We’ve been talking about putting people first, encouraging flexible working, and imbibing purpose in the way we work for quite a long time, but these are no longer fanciful notions. CHROs finally have the opportunity to bring these causes from the periphery to the center. The corporate agenda isn’t solely to get the organization through the pandemic, but also to ensure that they merge from it with a stronger, more inclusive, compassionate, and resilient culture.
CHROs have the power and influence to drive change and make a meaningful impact in the new world of work, especially in areas that may not have been prioritized before.
CEOs are looking for CHROs to develop the strategic steps that will be critical in driving the human capital strategy. Let’s take a look at how CHROs can make an impact.
4 ways CHROs can make an impact
1. Managing new models of work in the modern workplace
The modern workplace looks different from what it was in the past. Many employees aren’t ready to return to working full-time in the office and have embraced the remote or hybrid way of working. The matter of recruitment has also raised concerned queries - how will candidates be interviewed? Will companies recruit individuals off-site and grant 100% remote work? What will be the best onboarding practices to integrate new employee working remotely? These modern workplace concerns will fall under the purview of the CHRO and their HR team.
2. Strategic decision making through people analytics
People analytics is the new buzzword in the HR field. Analytics is seeping into every department of the organisation, with HR being not too far behind. Companies define their competitive edge by deriving insights for data to make powerful strategies. But while there is a growing understanding of the importance of analytics, only 15% of companies believe that their HR teams are strong in the area. Data and analytics provides the answers on how companies can be better and strategically managed. And CHROs are going to be the catalysts in analytics-based decision making.

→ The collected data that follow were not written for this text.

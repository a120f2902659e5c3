//! ElevenLabs speech provider
//!
//! `POST {base}/v1/text-to-speech/{voice_id}?output_format=...` authenticated
//! with the `xi-api-key` header. The input limit depends on the model.

use async_trait::async_trait;
use serde::{Deserialize, Serialize};
use serde_json::Value;
use tracing::{debug, instrument};

use crate::error::GeneratedError;
use crate::http;
use crate::ports::{ProviderContext, ProviderParams, TtsProvider, check_membership, validate_common};
use crate::types::{
    AudioData, AudioFormat, LanguageInfo, MaxTextLength, ModelInfo, ProviderCapabilities,
    ProviderId, VoiceGender, VoiceInfo,
};

const DEFAULT_BASE_URL: &str = "https://api.elevenlabs.io";
const DEFAULT_MODEL: &str = "eleven_multilingual_v2";
/// Rachel, one of the premade voices
const DEFAULT_VOICE: &str = "21m00Tcm4TlvDq8N7gTa";

/// Models with their per-request character limit
const MODELS: &[(&str, &str, usize)] = &[
    ("eleven_v3", "Eleven v3", 5_000),
    ("eleven_multilingual_v2", "Eleven Multilingual v2", 10_000),
    ("eleven_flash_v2_5", "Eleven Flash v2.5", 40_000),
    ("eleven_turbo_v2_5", "Eleven Turbo v2.5", 40_000),
];

const PCM_SAMPLE_RATES: &[u32] = &[16_000, 22_050, 24_000, 44_100];

/// ElevenLabs text-to-speech
#[derive(Debug, Clone, Copy, Default)]
pub struct ElevenLabsProvider;

impl ElevenLabsProvider {
    /// Create the provider
    #[must_use]
    pub const fn new() -> Self {
        Self
    }

    fn model_limit(model: &str) -> Option<usize> {
        MODELS
            .iter()
            .find(|(id, _, _)| *id == model)
            .map(|(_, _, limit)| *limit)
    }

    /// Vendor `output_format` for a format and sample rate
    fn output_format(format: AudioFormat, sample_rate: Option<u32>) -> Option<(String, u32)> {
        match format {
            AudioFormat::Mp3 => Some(("mp3_44100_128".to_string(), 44_100)),
            AudioFormat::Pcm => {
                let rate = sample_rate
                    .filter(|rate| PCM_SAMPLE_RATES.contains(rate))
                    .unwrap_or(24_000);
                Some((format!("pcm_{rate}"), rate))
            },
            AudioFormat::Ulaw => Some(("ulaw_8000".to_string(), 8_000)),
            AudioFormat::Opus => Some(("opus_48000_128".to_string(), 48_000)),
            _ => None,
        }
    }

    const fn accept_header(format: AudioFormat) -> &'static str {
        match format {
            AudioFormat::Mp3 => "audio/mpeg",
            AudioFormat::Ulaw => "audio/basic",
            AudioFormat::Opus => "audio/opus",
            _ => "audio/pcm",
        }
    }
}

/// Voice settings sent with every request
#[derive(Debug, Serialize)]
struct VoiceSettings {
    stability: f64,
    similarity_boost: f64,
    #[serde(skip_serializing_if = "Option::is_none")]
    style: Option<f64>,
    #[serde(skip_serializing_if = "Option::is_none")]
    use_speaker_boost: Option<bool>,
    speed: f64,
}

#[derive(Debug, Serialize)]
struct SpeechRequest<'a> {
    text: &'a str,
    model_id: &'a str,
    voice_settings: VoiceSettings,
    #[serde(skip_serializing_if = "Option::is_none")]
    language_code: Option<&'a str>,
}

#[derive(Debug, Deserialize)]
struct ApiError {
    detail: Value,
}

/// `{"detail": {"message": ...}}` or `{"detail": "..."}`
fn error_message(body: &str) -> Option<String> {
    let detail = serde_json::from_str::<ApiError>(body).ok()?.detail;
    match detail {
        Value::String(message) => Some(message),
        Value::Object(map) => map
            .get("message")
            .and_then(Value::as_str)
            .map(ToString::to_string),
        _ => None,
    }
}

#[async_trait]
impl TtsProvider for ElevenLabsProvider {
    fn id(&self) -> ProviderId {
        ProviderId::ElevenLabs
    }

    #[instrument(skip(self, params, ctx), fields(text_len = params.text().len()))]
    async fn generate(
        &self,
        params: &ProviderParams,
        ctx: &ProviderContext,
    ) -> Result<AudioData, GeneratedError> {
        let api_key = ctx.require_api_key(self.id())?;
        let format = params.format().unwrap_or(AudioFormat::Mp3);
        let (output_format, sample_rate) = Self::output_format(format, params.sample_rate())
            .ok_or_else(|| {
                GeneratedError::validation(format!("elevenlabs does not support format {format}"))
                    .with_provider(self.id())
            })?;

        let voice_id = ctx.voice(params, DEFAULT_VOICE);
        let model_id = ctx.model(params, DEFAULT_MODEL);
        debug!(voice_id, model_id, output_format = %output_format, "Synthesizing speech with ElevenLabs");

        let request = SpeechRequest {
            text: params.text(),
            model_id,
            voice_settings: VoiceSettings {
                stability: params.f64("stability").unwrap_or(0.5),
                similarity_boost: params.f64("similarity_boost").unwrap_or(0.75),
                style: params.f64("style"),
                use_speaker_boost: params.get("use_speaker_boost").and_then(Value::as_bool),
                speed: params.speed(),
            },
            language_code: params.language(),
        };

        let url = format!(
            "{}/v1/text-to-speech/{voice_id}",
            ctx.base_url(DEFAULT_BASE_URL)
        );
        let builder = ctx
            .http
            .post(url)
            .query(&[("output_format", output_format.as_str())])
            .header("xi-api-key", api_key)
            .header("Accept", Self::accept_header(format))
            .json(&request);

        let response = http::send(ctx, self.id(), builder, error_message).await?;
        let audio = http::read_audio(self.id(), response, format).await?;
        Ok(audio.with_sample_rate(sample_rate))
    }

    fn check_credentials(&self, ctx: &ProviderContext) -> Result<(), GeneratedError> {
        ctx.require_api_key(self.id()).map(|_| ())
    }

    fn validate_params(&self, params: &ProviderParams) -> Result<(), String> {
        let known: Vec<&str> = MODELS.iter().map(|(id, _, _)| *id).collect();
        check_membership("model", params.model(), &known)?;
        validate_common(self, params)?;

        for key in ["stability", "similarity_boost", "style"] {
            if let Some(value) = params.f64(key) {
                if !(0.0..=1.0).contains(&value) {
                    return Err(format!("{key} must be between 0.0 and 1.0, got {value}"));
                }
            }
        }
        Ok(())
    }

    fn max_text_length(&self, params: &ProviderParams) -> MaxTextLength {
        let model = params.model().unwrap_or(DEFAULT_MODEL);
        Self::model_limit(model)
            .or_else(|| Self::model_limit(DEFAULT_MODEL))
            .map_or(MaxTextLength::Unbounded, MaxTextLength::Limited)
    }

    fn models(&self) -> Vec<ModelInfo> {
        MODELS
            .iter()
            .map(|(id, name, limit)| ModelInfo::new(*id, *name, MaxTextLength::Limited(*limit)))
            .collect()
    }

    fn voices(&self) -> Vec<VoiceInfo> {
        vec![
            VoiceInfo::new("21m00Tcm4TlvDq8N7gTa", "Rachel")
                .with_description("Calm narration")
                .with_languages(&["en"])
                .with_gender(VoiceGender::Female),
            VoiceInfo::new("EXAVITQu4vr4xnSDxMaL", "Bella")
                .with_description("Soft and young")
                .with_languages(&["en"])
                .with_gender(VoiceGender::Female),
            VoiceInfo::new("AZnzlk1XvdvUeBnXmlld", "Domi")
                .with_description("Strong and confident")
                .with_languages(&["en"])
                .with_gender(VoiceGender::Female),
            VoiceInfo::new("MF3mGyEYCl7XYWbV9V6O", "Elli")
                .with_description("Emotional range")
                .with_languages(&["en"])
                .with_gender(VoiceGender::Female),
            VoiceInfo::new("pNInz6obpgDQGcFmaJgB", "Adam")
                .with_description("Deep narration")
                .with_languages(&["en"])
                .with_gender(VoiceGender::Male),
            VoiceInfo::new("ErXwobaYiN019PkySvjV", "Antoni")
                .with_description("Well-rounded")
                .with_languages(&["en"])
                .with_gender(VoiceGender::Male),
            VoiceInfo::new("TxGEqnHWrfWFTfGW9XjX", "Josh")
                .with_description("Young and deep")
                .with_languages(&["en"])
                .with_gender(VoiceGender::Male),
            VoiceInfo::new("VR6AewLTigWG4xSOukaG", "Arnold")
                .with_description("Crisp")
                .with_languages(&["en"])
                .with_gender(VoiceGender::Male),
        ]
    }

    fn languages(&self) -> Vec<LanguageInfo> {
        [
            ("en", "English"),
            ("de", "German"),
            ("es", "Spanish"),
            ("fr", "French"),
            ("it", "Italian"),
            ("pt", "Portuguese"),
            ("pl", "Polish"),
            ("nl", "Dutch"),
            ("hi", "Hindi"),
            ("ja", "Japanese"),
            ("ko", "Korean"),
            ("zh", "Chinese"),
            ("ar", "Arabic"),
            ("tr", "Turkish"),
        ]
        .into_iter()
        .map(|(code, name)| LanguageInfo::new(code, name))
        .collect()
    }

    fn capabilities(&self) -> ProviderCapabilities {
        ProviderCapabilities {
            streaming_supported: false,
            supported_formats: vec![
                AudioFormat::Mp3,
                AudioFormat::Pcm,
                AudioFormat::Ulaw,
                AudioFormat::Opus,
            ],
            supported_sample_rates: vec![8_000, 16_000, 22_050, 24_000, 44_100],
            max_text_length: MaxTextLength::Limited(10_000),
        }
    }
}

#[cfg(test)]
mod tests {
    use super::*;
    use crate::config::ResolvedSettings;
    use crate::error::ErrorCode;
    use crate::telemetry::NoopSink;
    use std::sync::Arc;
    use wiremock::matchers::{body_partial_json, header, method, path, query_param};
    use wiremock::{Mock, MockServer, ResponseTemplate};

    fn create_test_context(mock_server: &MockServer) -> ProviderContext {
        ProviderContext::new(
            reqwest::Client::new(),
            ResolvedSettings::with_api_key("xi-test").base_url(mock_server.uri()),
            Arc::new(NoopSink),
        )
    }

    #[tokio::test]
    async fn generate_posts_to_voice_endpoint() {
        let mock_server = MockServer::start().await;

        Mock::given(method("POST"))
            .and(path("/v1/text-to-speech/pNInz6obpgDQGcFmaJgB"))
            .and(query_param("output_format", "pcm_22050"))
            .and(header("xi-api-key", "xi-test"))
            .and(body_partial_json(serde_json::json!({
                "text": "Hello",
                "model_id": "eleven_flash_v2_5",
                "voice_settings": {"stability": 0.3}
            })))
            .respond_with(ResponseTemplate::new(200).set_body_bytes(vec![3u8; 64]))
            .expect(1)
            .mount(&mock_server)
            .await;

        let params = ProviderParams::with_text("Hello")
            .set("voice", "pNInz6obpgDQGcFmaJgB")
            .set("model", "eleven_flash_v2_5")
            .set("format", "pcm")
            .set("sample_rate", 22_050)
            .set("stability", 0.3);
        let audio = ElevenLabsProvider
            .generate(&params, &create_test_context(&mock_server))
            .await
            .unwrap();

        assert_eq!(audio.size_bytes(), 64);
        assert_eq!(audio.format(), AudioFormat::Pcm);
        assert_eq!(audio.sample_rate(), Some(22_050));
    }

    #[tokio::test]
    async fn generate_extracts_detail_message() {
        let mock_server = MockServer::start().await;

        Mock::given(method("POST"))
            .respond_with(ResponseTemplate::new(401).set_body_json(serde_json::json!({
                "detail": {"status": "invalid_api_key", "message": "Invalid API key"}
            })))
            .mount(&mock_server)
            .await;

        let err = ElevenLabsProvider
            .generate(&ProviderParams::with_text("Hi"), &create_test_context(&mock_server))
            .await
            .unwrap_err();

        assert_eq!(err.code, ErrorCode::HttpError);
        assert_eq!(err.status, Some(401));
        assert_eq!(err.message, "Invalid API key");
    }

    #[test]
    fn detail_may_be_a_plain_string() {
        assert_eq!(
            error_message(r#"{"detail": "Not found"}"#),
            Some("Not found".to_string())
        );
        assert_eq!(error_message("not json"), None);
    }

    #[test]
    fn limit_depends_on_model() {
        let provider = ElevenLabsProvider;
        let with_model = |model: &str| ProviderParams::with_text("x").set("model", model);

        assert_eq!(
            provider.max_text_length(&with_model("eleven_v3")),
            MaxTextLength::Limited(5_000)
        );
        assert_eq!(
            provider.max_text_length(&with_model("eleven_multilingual_v2")),
            MaxTextLength::Limited(10_000)
        );
        assert_eq!(
            provider.max_text_length(&with_model("eleven_turbo_v2_5")),
            MaxTextLength::Limited(40_000)
        );
        assert_eq!(
            provider.max_text_length(&ProviderParams::with_text("x")),
            MaxTextLength::Limited(10_000)
        );
    }

    #[test]
    fn validation_uses_model_limit() {
        let text = "a".repeat(6_000);
        let v3 = ProviderParams::with_text(text.clone()).set("model", "eleven_v3");
        let flash = ProviderParams::with_text(text).set("model", "eleven_flash_v2_5");

        assert!(ElevenLabsProvider.validate_params(&v3).is_err());
        assert!(ElevenLabsProvider.validate_params(&flash).is_ok());
    }

    #[test]
    fn validation_rejects_unknown_model_and_bad_settings() {
        let unknown = ProviderParams::with_text("x").set("model", "eleven_v0");
        assert!(ElevenLabsProvider.validate_params(&unknown).is_err());

        let bad = ProviderParams::with_text("x").set("stability", 1.5);
        assert!(ElevenLabsProvider.validate_params(&bad).is_err());
    }

    #[test]
    fn output_format_mapping() {
        assert_eq!(
            ElevenLabsProvider::output_format(AudioFormat::Mp3, Some(22_050)),
            Some(("mp3_44100_128".to_string(), 44_100))
        );
        assert_eq!(
            ElevenLabsProvider::output_format(AudioFormat::Pcm, Some(11_025)),
            Some(("pcm_24000".to_string(), 24_000))
        );
        assert_eq!(ElevenLabsProvider::output_format(AudioFormat::Wav, None), None);
    }
}
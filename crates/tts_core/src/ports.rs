//! Provider capability contract
//!
//! Every vendor integration implements [`TtsProvider`]. Providers are
//! stateless: credentials and defaults arrive per call through a
//! [`ProviderContext`].

use std::fmt;
use std::sync::Arc;

use async_trait::async_trait;
use bytes::Bytes;
use futures::stream::BoxStream;
use serde_json::{Map, Value};

use crate::chunker::char_len;
use crate::config::ResolvedSettings;
use crate::error::GeneratedError;
use crate::telemetry::TelemetrySink;
use crate::types::{
    AudioData, AudioFormat, LanguageInfo, MaxTextLength, ModelInfo, ProviderCapabilities,
    ProviderId, VoiceInfo,
};

/// Stream of raw audio fragments
pub type AudioStream = BoxStream<'static, Result<Bytes, GeneratedError>>;

/// Merged provider parameters for one request
///
/// Holds the validated request fields with provider-specific options laid
/// over them. Keys follow snake_case (`text`, `voice`, `model`, `format`,
/// `sample_rate`, `speed`, `pitch`, `language`, plus any vendor option).
#[derive(Debug, Clone, Default, PartialEq)]
pub struct ProviderParams {
    values: Map<String, Value>,
}

impl ProviderParams {
    /// Wrap an existing mapping
    #[must_use]
    pub const fn from_map(values: Map<String, Value>) -> Self {
        Self { values }
    }

    /// Parameters holding only a text
    #[must_use]
    pub fn with_text(text: impl Into<String>) -> Self {
        Self::default().set("text", text.into())
    }

    /// Set a value, replacing any previous one
    #[must_use]
    pub fn set(mut self, key: &str, value: impl Into<Value>) -> Self {
        self.values.insert(key.to_string(), value.into());
        self
    }

    /// Lay `overrides` over these parameters; overriding keys win
    #[must_use]
    pub fn overlay(mut self, overrides: &Map<String, Value>) -> Self {
        for (key, value) in overrides {
            self.values.insert(key.clone(), value.clone());
        }
        self
    }

    /// Copy of these parameters with the text replaced
    #[must_use]
    pub fn for_chunk(&self, text: &str) -> Self {
        self.clone().set("text", text)
    }

    /// Raw value lookup
    #[must_use]
    pub fn get(&self, key: &str) -> Option<&Value> {
        self.values.get(key)
    }

    /// String value, if present and a string
    #[must_use]
    pub fn str(&self, key: &str) -> Option<&str> {
        self.values.get(key).and_then(Value::as_str)
    }

    /// Numeric value, if present and a number
    #[must_use]
    pub fn f64(&self, key: &str) -> Option<f64> {
        self.values.get(key).and_then(Value::as_f64)
    }

    /// Unsigned integer value, if present and a non-negative integer
    #[must_use]
    pub fn u64(&self, key: &str) -> Option<u64> {
        self.values.get(key).and_then(Value::as_u64)
    }

    /// The text to synthesize (empty if absent)
    #[must_use]
    pub fn text(&self) -> &str {
        self.str("text").unwrap_or_default()
    }

    /// Requested voice
    #[must_use]
    pub fn voice(&self) -> Option<&str> {
        self.str("voice")
    }

    /// Requested model
    #[must_use]
    pub fn model(&self) -> Option<&str> {
        self.str("model")
    }

    /// Requested language
    #[must_use]
    pub fn language(&self) -> Option<&str> {
        self.str("language")
    }

    /// Requested output format, if present and recognized
    #[must_use]
    pub fn format(&self) -> Option<AudioFormat> {
        self.str("format").and_then(|f| f.parse().ok())
    }

    /// Requested sample rate
    #[must_use]
    pub fn sample_rate(&self) -> Option<u32> {
        self.u64("sample_rate").and_then(|rate| u32::try_from(rate).ok())
    }

    /// Speaking rate multiplier (1.0 when absent)
    #[must_use]
    pub fn speed(&self) -> f64 {
        self.f64("speed").unwrap_or(1.0)
    }

    /// Pitch adjustment (0.0 when absent)
    #[must_use]
    pub fn pitch(&self) -> f64 {
        self.f64("pitch").unwrap_or(0.0)
    }

    /// Underlying mapping
    #[must_use]
    pub const fn as_map(&self) -> &Map<String, Value> {
        &self.values
    }
}

/// Per-call dependencies handed to a provider
#[derive(Debug, Clone)]
pub struct ProviderContext {
    /// Shared, pooled HTTP client
    pub http: reqwest::Client,
    /// Settings resolved for this call
    pub settings: ResolvedSettings,
    /// Telemetry destination
    pub telemetry: Arc<dyn TelemetrySink>,
}

impl ProviderContext {
    /// Create a context
    #[must_use]
    pub fn new(
        http: reqwest::Client,
        settings: ResolvedSettings,
        telemetry: Arc<dyn TelemetrySink>,
    ) -> Self {
        Self {
            http,
            settings,
            telemetry,
        }
    }

    /// API key, or a validation error naming the provider
    ///
    /// # Errors
    ///
    /// Returns a `validation_error` if no key is configured.
    pub fn require_api_key(&self, provider: ProviderId) -> Result<&str, GeneratedError> {
        self.settings
            .api_key
            .as_deref()
            .filter(|key| !key.is_empty())
            .ok_or_else(|| {
                GeneratedError::validation(format!("Missing API key for {provider}"))
                    .with_provider(provider)
            })
    }

    /// Configured endpoint override or the vendor default, without a trailing
    /// slash
    #[must_use]
    pub fn base_url<'a>(&'a self, default: &'a str) -> &'a str {
        self.settings
            .base_url
            .as_deref()
            .unwrap_or(default)
            .trim_end_matches('/')
    }

    /// Voice from the request, then configuration, then `fallback`
    #[must_use]
    pub fn voice<'a>(&'a self, params: &'a ProviderParams, fallback: &'a str) -> &'a str {
        params
            .voice()
            .or(self.settings.default_voice.as_deref())
            .unwrap_or(fallback)
    }

    /// Model from the request, then configuration, then `fallback`
    #[must_use]
    pub fn model<'a>(&'a self, params: &'a ProviderParams, fallback: &'a str) -> &'a str {
        params
            .model()
            .or(self.settings.default_model.as_deref())
            .unwrap_or(fallback)
    }
}

/// Capability set every TTS vendor integration provides
///
/// `generate` performs exactly one round trip. Chunking and retries are the
/// caller's job.
#[async_trait]
pub trait TtsProvider: Send + Sync + fmt::Debug {
    /// Which vendor this is
    fn id(&self) -> ProviderId;

    /// Synthesize `params.text()` in one request
    ///
    /// # Errors
    ///
    /// Returns `network_error`, `http_error`/`rate_limited`, or
    /// `not_implemented` for stub providers.
    async fn generate(
        &self,
        params: &ProviderParams,
        ctx: &ProviderContext,
    ) -> Result<AudioData, GeneratedError>;

    /// Stream audio as it is produced
    ///
    /// # Errors
    ///
    /// Built-in providers always return `not_implemented`.
    async fn stream(
        &self,
        _params: &ProviderParams,
        _ctx: &ProviderContext,
    ) -> Result<AudioStream, GeneratedError> {
        Err(
            GeneratedError::not_implemented(format!("Streaming is not implemented for {}", self.id()))
                .with_provider(self.id()),
        )
    }

    /// Provider-specific structural checks
    ///
    /// # Errors
    ///
    /// Returns a human-readable reason when the parameters cannot be sent.
    fn validate_params(&self, params: &ProviderParams) -> Result<(), String> {
        validate_common(self, params)
    }

    /// Check that the resolved settings carry what `generate` needs
    ///
    /// Runs once per call before any chunk is sent.
    ///
    /// # Errors
    ///
    /// Returns a `validation_error` naming the missing setting.
    fn check_credentials(&self, _ctx: &ProviderContext) -> Result<(), GeneratedError> {
        Ok(())
    }

    /// Maximum text length for these parameters (may depend on the model)
    fn max_text_length(&self, _params: &ProviderParams) -> MaxTextLength {
        self.capabilities().max_text_length
    }

    /// Known models
    fn models(&self) -> Vec<ModelInfo>;

    /// Known voices
    fn voices(&self) -> Vec<VoiceInfo>;

    /// Supported languages
    fn languages(&self) -> Vec<LanguageInfo>;

    /// Declared limits and features
    fn capabilities(&self) -> ProviderCapabilities;
}

/// Checks shared by every provider: non-empty text within the length limit
/// and a supported output format
///
/// # Errors
///
/// Returns the first violated rule as a message.
pub fn validate_common<P: TtsProvider + ?Sized>(
    provider: &P,
    params: &ProviderParams,
) -> Result<(), String> {
    let text = params.text();
    if text.trim().is_empty() {
        return Err("text must not be empty".to_string());
    }

    let max = provider.max_text_length(params);
    let len = char_len(text);
    if !max.fits(len) {
        return Err(format!(
            "text is {len} characters, {} allows at most {}",
            provider.id(),
            max.limit().unwrap_or(usize::MAX)
        ));
    }

    if let Some(raw) = params.str("format") {
        let format: AudioFormat = raw.parse()?;
        if !provider.capabilities().supports_format(format) {
            return Err(format!("{} does not support format {format}", provider.id()));
        }
    }

    Ok(())
}

/// Check that an optional value names one of the known entries
///
/// # Errors
///
/// Returns a message listing the accepted values.
pub fn check_membership(kind: &str, value: Option<&str>, known: &[&str]) -> Result<(), String> {
    match value {
        Some(value) if !known.contains(&value) => Err(format!(
            "Unknown {kind}: {value}. Expected one of: {}",
            known.join(", ")
        )),
        _ => Ok(()),
    }
}

#[cfg(test)]
mod tests {
    use super::*;
    use crate::telemetry::NoopSink;
    use serde_json::json;

    #[derive(Debug)]
    struct FixedProvider;

    #[async_trait]
    impl TtsProvider for FixedProvider {
        fn id(&self) -> ProviderId {
            ProviderId::OpenAi
        }

        async fn generate(
            &self,
            _params: &ProviderParams,
            _ctx: &ProviderContext,
        ) -> Result<AudioData, GeneratedError> {
            Ok(AudioData::new(vec![1], AudioFormat::Mp3))
        }

        fn models(&self) -> Vec<ModelInfo> {
            Vec::new()
        }

        fn voices(&self) -> Vec<VoiceInfo> {
            Vec::new()
        }

        fn languages(&self) -> Vec<LanguageInfo> {
            Vec::new()
        }

        fn capabilities(&self) -> ProviderCapabilities {
            ProviderCapabilities {
                streaming_supported: false,
                supported_formats: vec![AudioFormat::Mp3, AudioFormat::Wav],
                supported_sample_rates: vec![24_000],
                max_text_length: MaxTextLength::Limited(10),
            }
        }
    }

    fn context(settings: ResolvedSettings) -> ProviderContext {
        ProviderContext::new(reqwest::Client::new(), settings, Arc::new(NoopSink))
    }

    mod params {
        use super::*;

        #[test]
        fn typed_accessors() {
            let params = ProviderParams::with_text("hi")
                .set("format", "wav")
                .set("sample_rate", 24_000)
                .set("speed", 1.25)
                .set("voice", "nova");

            assert_eq!(params.text(), "hi");
            assert_eq!(params.format(), Some(AudioFormat::Wav));
            assert_eq!(params.sample_rate(), Some(24_000));
            assert!((params.speed() - 1.25).abs() < f64::EPSILON);
            assert!(params.pitch().abs() < f64::EPSILON);
            assert_eq!(params.voice(), Some("nova"));
            assert_eq!(params.model(), None);
        }

        #[test]
        fn overlay_wins_over_existing_keys() {
            let overrides = json!({"voice": "shimmer", "stability": 0.3});
            let params = ProviderParams::with_text("hi")
                .set("voice", "nova")
                .overlay(overrides.as_object().unwrap());

            assert_eq!(params.voice(), Some("shimmer"));
            assert_eq!(params.f64("stability"), Some(0.3));
        }

        #[test]
        fn for_chunk_replaces_only_text() {
            let params = ProviderParams::with_text("long text").set("voice", "nova");
            let chunk = params.for_chunk("long");
            assert_eq!(chunk.text(), "long");
            assert_eq!(chunk.voice(), Some("nova"));
        }
    }

    mod provider_context {
        use super::*;

        #[test]
        fn missing_api_key_is_validation_error() {
            let ctx = context(ResolvedSettings::default());
            let err = ctx.require_api_key(ProviderId::Google).unwrap_err();
            assert_eq!(err.code, crate::error::ErrorCode::ValidationError);
            assert_eq!(err.provider, Some(ProviderId::Google));
        }

        #[test]
        fn base_url_prefers_override_and_trims_slash() {
            let ctx = context(ResolvedSettings::with_api_key("k").base_url("http://localhost:9000/"));
            assert_eq!(ctx.base_url("https://vendor"), "http://localhost:9000");

            let ctx = context(ResolvedSettings::default());
            assert_eq!(ctx.base_url("https://vendor"), "https://vendor");
        }

        #[test]
        fn voice_precedence() {
            let mut settings = ResolvedSettings::default();
            settings.default_voice = Some("configured".to_string());
            let ctx = context(settings);

            let explicit = ProviderParams::with_text("x").set("voice", "explicit");
            assert_eq!(ctx.voice(&explicit, "builtin"), "explicit");
            assert_eq!(ctx.voice(&ProviderParams::with_text("x"), "builtin"), "configured");
            assert_eq!(
                context(ResolvedSettings::default()).voice(&ProviderParams::with_text("x"), "builtin"),
                "builtin"
            );
        }
    }

    mod validation {
        use super::*;

        #[test]
        fn accepts_valid_params() {
            let params = ProviderParams::with_text("hello").set("format", "wav");
            assert!(FixedProvider.validate_params(&params).is_ok());
        }

        #[test]
        fn rejects_blank_text() {
            assert!(FixedProvider.validate_params(&ProviderParams::with_text("  ")).is_err());
        }

        #[test]
        fn rejects_text_over_limit() {
            let err = FixedProvider
                .validate_params(&ProviderParams::with_text("x".repeat(11)))
                .unwrap_err();
            assert!(err.contains("at most 10"));
        }

        #[test]
        fn rejects_unsupported_format() {
            let params = ProviderParams::with_text("hello").set("format", "flac");
            assert!(FixedProvider.validate_params(&params).is_err());
        }

        #[test]
        fn membership_check() {
            assert!(check_membership("voice", None, &["a"]).is_ok());
            assert!(check_membership("voice", Some("a"), &["a"]).is_ok());
            let err = check_membership("voice", Some("b"), &["a", "c"]).unwrap_err();
            assert_eq!(err, "Unknown voice: b. Expected one of: a, c");
        }
    }

    #[tokio::test]
    async fn default_stream_is_not_implemented() {
        let err = FixedProvider
            .stream(&ProviderParams::with_text("hi"), &context(ResolvedSettings::default()))
            .await
            .err()
            .unwrap();
        assert_eq!(err.code, crate::error::ErrorCode::NotImplemented);
        assert_eq!(err.provider, Some(ProviderId::OpenAi));
    }
}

CHROs will need to use data-driven insights to build the modern work environment and retain people. These insights can help make talent management strategies more effective by knowing when to hire, whom to hire, and what practices to implement to retain the best talent.
Take a look at the CHROs making an impact: 122 Top CHROs in 2022
3. Creating a workplace culture agenda
A compensation package often triumphs as a major factor for employee retention. But the world of work is changing with a new composition of the workforce, innumerable technological solutions, and a scarcity of good talent. Such being the case, workplace culture has become the essential factor to determine the longevity and growth of companies.
CHROs are the driving forces behind the much-needed changes that existing cultures require. Their expertise in assisting a company in creating a culturally positive workplace is unquestionable. CHROs can assist organizations in recognising the importance of diversity and inclusion. The emergence of a global political environment has heightened employee sensitivity to diversity and inclusion.
The CHRO can assist in the facilitation of an active DE&I strategy at the company, ensuring diversity in hiring and assisting in the creation of an inclusive culture. If one does not already exist, the CHRO can play an important role in developing a code of conduct that outlines acceptable employee behaviours and norms and details the company's mission and values. This critical document should also include the company's position on DE&I.
4. Creating a modern, agile organizational structure
Outdated and outmoded organizational models can no longer carry out the functions of the modern workplace. Companies need to adopt an agile approach to survive the competition, and CHROs have to be at the helm to steer such initiatives. By choosing the right strategies and technologies to design workable workplace models, they can improve hiring and retention practices, adjust in real time, and be dynamic in their approach.